Franz era doctor en derecho y su tesis la dirigió Alfred Weber, hermano de
Max. Fue un estudiante brillante y tuvo variados intereses académicos, entre ellos
la química y la filosofía. Sus idiomas maternos fueron el alemán y el checo.
Aprendió francés y fue un voraz lector. Entre sus autores favoritos estaban
Flaubert, Dickens, Cervantes, Goethe, Nietzsche, Darwin y Haeckel.
Durante sus años de estudiante organizó actividades literarias y sociales y
promovió el teatro yiddish. Su vida personal, abreviada por una salud precaria, fue
intensa, tanto en sus relaciones amorosas y de amistad como en su judaísmo.
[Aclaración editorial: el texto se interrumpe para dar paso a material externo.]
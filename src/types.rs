//! Shared types for the orrery: body handles, motion states and frame ordering.

use bevy::prelude::*;

/// System sets ordering one frame of the visualization.
///
/// Input is read first, then the frame tick advances orbits, return
/// animations and the camera, and finally the scene is copied into
/// Bevy transforms for rendering.
#[derive(SystemSet, Debug, Clone, PartialEq, Eq, Hash)]
pub enum FrameSet {
    /// Keyboard and pointer input translated into interaction calls.
    Input,
    /// Orbit pass, return-animation pass and camera navigation.
    Tick,
    /// Scene tree and camera pose copied into render transforms.
    Sync,
}

/// Index of a planet in the [`Orrery`](crate::orrery::Orrery).
///
/// Stable for the lifetime of the process; bodies are never added or removed.
#[derive(Clone, Copy, Debug, PartialEq, Eq, Hash, PartialOrd, Ord)]
pub struct BodyIndex(pub usize);

/// Which of the three mutually exclusive states a body is in.
///
/// A body is attached to its orbit pivot only while `Orbiting`; in the
/// other two states it hangs off the scene root.
#[derive(Clone, Copy, Debug, Default, PartialEq, Eq, Hash)]
pub enum MotionState {
    /// Carried along its circular path by the orbit pivot.
    #[default]
    Orbiting,
    /// Detached and following the pointer.
    Dragging,
    /// Detached and flying back to its orbital slot.
    Returning,
}

impl MotionState {
    /// Whether the body currently hangs off the scene root.
    pub fn is_detached(self) -> bool {
        !matches!(self, MotionState::Orbiting)
    }

    /// Human-readable label for the HUD.
    pub fn label(self) -> &'static str {
        match self {
            MotionState::Orbiting => "Orbiting",
            MotionState::Dragging => "Dragging",
            MotionState::Returning => "Returning",
        }
    }
}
Desde muy joven soñó con emigrar a Palestina, sueño que no alcanzó a cumplir.
Ya graduado, trabajó en la compañía privada de capital italiano
Assicurazioni Generali y en el Instituto de Seguros de Accidentes de Trabajo del
Reino de Bohemia, en donde era muy apreciado por su profesionalismo.
Horacio Goett recuerda que Franz “experimentaba injusticia a diario,
cuando visitaba fábricas, o recibía hombres que quedaron discapacitados por el
trabajo y luchaba con una burocracia que se las arreglaba para no compensarlos.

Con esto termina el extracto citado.